Based on the above problems, this study focuses on the inconsistency, ambiguity, weak readability, and cumbersome and error prone problems in the preparation of software requirements specification documents and defines the automatic generation model of software requirements specification BiLSTM-CRF-KG (Bi-Directional Long Short-Term Memory-Conditional Random Field-Knowledge Graph) by borrowing the knowledge extraction ability of NLP, the visual expression of a knowledge graph and the ability to remove ambiguity.
The main contributions and innovations of the study are as follows:
Introducing natural language processing and knowledge graph technology into the software requirements specification. Furthermore, this paper, using the knowledge unity and visual expression characteristics of a knowledge graph, can effectively eliminate the fuzziness, ambiguity and possible lack of research in the preparation of software requirements specification, which shorten the level of business understanding of requirements analysts and business personnel.
Improving the traditional U/C matrix into an S/U/C matrix, which is used to effectively express the data form flow relationship between the creator of the data form, the sender and the user. It can effectively solve the problems of function omission, lack of data form and fuzzy business process in the process of some demand research and analysis.
This study conducts simulation experiments on 150 real software system business requirements, and experimental result shows that the BiSLTM-CRF-KG model can obtain 96.48% functional entity recognition accuracy directly from the original corpus, which is more than 5 percentage points higher than the classical BiSLTM-CRF, IDCNN-CRF and CRF++ models, and has a good performance in different kinds of data sets.
This paper consists of five sections.
Section 1 introduces the research background and significance, and briefly introduces the research content.
Section 2 is related work and research.
Section 3 describes the theory and framework process of BiLSTM-CRF-KG.
Section 4 is the simulation experiment and its results.
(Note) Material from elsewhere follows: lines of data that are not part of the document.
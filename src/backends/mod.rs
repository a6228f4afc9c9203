// SPDX-License-Identifier: MPL-2.0

//! Backend abstraction layer for camera capture
//!
//! ```text
//! ┌─────────────────────────────────────────────┐
//! │               Live pipeline                 │
//! └────────────────────┬────────────────────────┘
//!                      │
//! ┌────────────────────┴────────────────────────┐
//! │              Backend Layer                  │
//! │  ┌─────────────────┐  ┌──────────────────┐  │
//! │  │  Camera traits  │◀─│  Test pattern    │  │
//! │  │  FrameSource    │  │  camera          │  │
//! │  └─────────────────┘  └──────────────────┘  │
//! └─────────────────────────────────────────────┘
//! ```
//!
//! # Modules
//!
//! - [`camera`]: Provider and session traits, the frame source worker
//! - [`virtual_camera`]: Synthetic device producing a moving test pattern

pub mod camera;
pub mod virtual_camera;
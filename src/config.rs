// SPDX-License-Identifier: GPL-3.0-only

use crate::backends::virtual_camera::ChromaLayout;
use crate::constants::{capture, display};
use crate::errors::{AppError, AppResult};
use serde::{Deserialize, Serialize};
use std::path::{Path, PathBuf};
use tracing::{debug, info};

/// Application ID, also the configuration directory name
pub const APP_ID: &str = "edgeview";

const CONFIG_FILE: &str = "config.json";

/// GPU context used for presentation
#[derive(Clone, Copy, Debug, Default, Deserialize, Eq, PartialEq, Serialize)]
pub enum RenderBackend {
    /// Hardware adapter through wgpu
    #[default]
    Wgpu,
    /// CPU rasteriser, no adapter needed
    Software,
}

impl std::fmt::Display for RenderBackend {
    fn fmt(&self, f: &mut std::fmt::Formatter<'_>) -> std::fmt::Result {
        match self {
            Self::Wgpu => write!(f, "wgpu"),
            Self::Software => write!(f, "software"),
        }
    }
}

#[derive(Debug, Clone, Eq, PartialEq, Serialize, Deserialize)]
#[serde(default)]
pub struct Config {
    /// Start with the edge detector enabled
    pub edge_detection: bool,
    pub render_backend: RenderBackend,
    /// Chroma plane layout produced by the test pattern camera
    pub test_pattern_layout: ChromaLayout,
    pub test_pattern_fps: u32,
    pub viewport_width: u32,
    pub viewport_height: u32,
    /// Device-side image pool size
    pub max_images: usize,
}

impl Default for Config {
    fn default() -> Self {
        Self {
            edge_detection: true,
            render_backend: RenderBackend::default(),
            test_pattern_layout: ChromaLayout::default(),
            test_pattern_fps: capture::TEST_PATTERN_FPS,
            viewport_width: display::DEFAULT_VIEWPORT_WIDTH,
            viewport_height: display::DEFAULT_VIEWPORT_HEIGHT,
            max_images: capture::MAX_IMAGES,
        }
    }
}

impl Config {
    /// Default location: `<config dir>/edgeview/config.json`
    pub fn default_path() -> Option<PathBuf> {
        dirs::config_dir().map(|dir| dir.join(APP_ID).join(CONFIG_FILE))
    }

    /// Load from the default location, falling back to defaults
    pub fn load() -> AppResult<Self> {
        match Self::default_path() {
            Some(path) => Self::load_from(&path),
            None => {
                debug!("No config directory, using defaults");
                Ok(Self::default())
            }
        }
    }

    /// Load from `path`
    ///
    /// A missing file yields the defaults; an unreadable or malformed one is
    /// an [`AppError::Config`].
    pub fn load_from(path: &Path) -> AppResult<Self> {
        let contents = match std::fs::read_to_string(path) {
            Ok(contents) => contents,
            Err(e) if e.kind() == std::io::ErrorKind::NotFound => {
                debug!(path = %path.display(), "Config file not found, using defaults");
                return Ok(Self::default());
            }
            Err(e) => {
                return Err(AppError::Config(format!(
                    "Failed to read {}: {}",
                    path.display(),
                    e
                )));
            }
        };

        serde_json::from_str(&contents)
            .map_err(|e| AppError::Config(format!("Invalid config {}: {}", path.display(), e)))
    }

    /// Write to `path`, creating parent directories
    pub fn save_to(&self, path: &Path) -> AppResult<()> {
        if let Some(parent) = path.parent() {
            std::fs::create_dir_all(parent)
                .map_err(|e| AppError::Storage(format!("Failed to create {}: {}", parent.display(), e)))?;
        }
        let json = serde_json::to_string_pretty(self)
            .map_err(|e| AppError::Config(format!("Failed to serialize config: {}", e)))?;
        std::fs::write(path, json)
            .map_err(|e| AppError::Storage(format!("Failed to write {}: {}", path.display(), e)))?;
        info!(path = %path.display(), "Config saved");
        Ok(())
    }

    /// Write to the default location
    pub fn save(&self) -> AppResult<()> {
        let path = Self::default_path()
            .ok_or_else(|| AppError::Config("No config directory available".to_string()))?;
        self.save_to(&path)
    }

    pub fn viewport(&self) -> (u32, u32) {
        (self.viewport_width, self.viewport_height)
    }
}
Section 5 is the conclusion and future work.
2. Related Work
A range of methods have been introduced in previous research to (semi-)automatically extract functional requirements written in natural language text.
Ghosh et al. [
11] used the method of semantic analysis to extract the intermediate representation table, then used a set of heuristic post-processing rules to transform the intermediate representation table into a formal specification. Roth et al. [
12] proposed the technology from semantic role annotation to high-level ontology to describe the concepts and relationships of static software functions. However, this technology cannot capture more fine-grained structured information in the requirements specification. Zhou, ZD et al. [
13] proposed mathematical methods to analyze customer needs from the perspective of information, and to obtain, classify and process the information. Li, Y et al. [
14] used NLP technology to match the defined pattern to achieve information extraction. However, they did not analyze the semantics of fine-grained elements. Using machine learning, natural language processing, semantic analysis and other methods, Yinglin Wang [
15] proposed a method to automatically extract the structural information of functional requirements from natural language software requirements description and compared the performance of two different named entity recognition models. However, this study only carries out the experiment at the sentence level and does not perform a comprehensive analysis of the requirements according to the text paragraph and the context information.
Pavlova et al. [
16] conducted a semantic analysis on the requirements of the Internet of Things system, increased the capacity of the Internet of Things system, ensured the sufficiency of the measurement information in the software requirements, and improved the quality of the Internet of Things system software. Li, MY et al. [
17] presented a novel approach named RENE, which employs the LSTM-CRF model for requirement entity extraction and introduces the general knowledge to reduce the demands for labeled data. However, due to the reduction of data annotation, the performance of the model was unsatisfactory. Through clustering and entry point selection, Ieva, C et al. [
18] proposed a method to automatically extract the main functions of the program and carried out feature extraction and tracking. Park, BK et al. [
19] proposed a linguistic analysis method based on the semantic analysis of the Fillmore’s textual approach. This method extracts use-cases from informal requirement specifications.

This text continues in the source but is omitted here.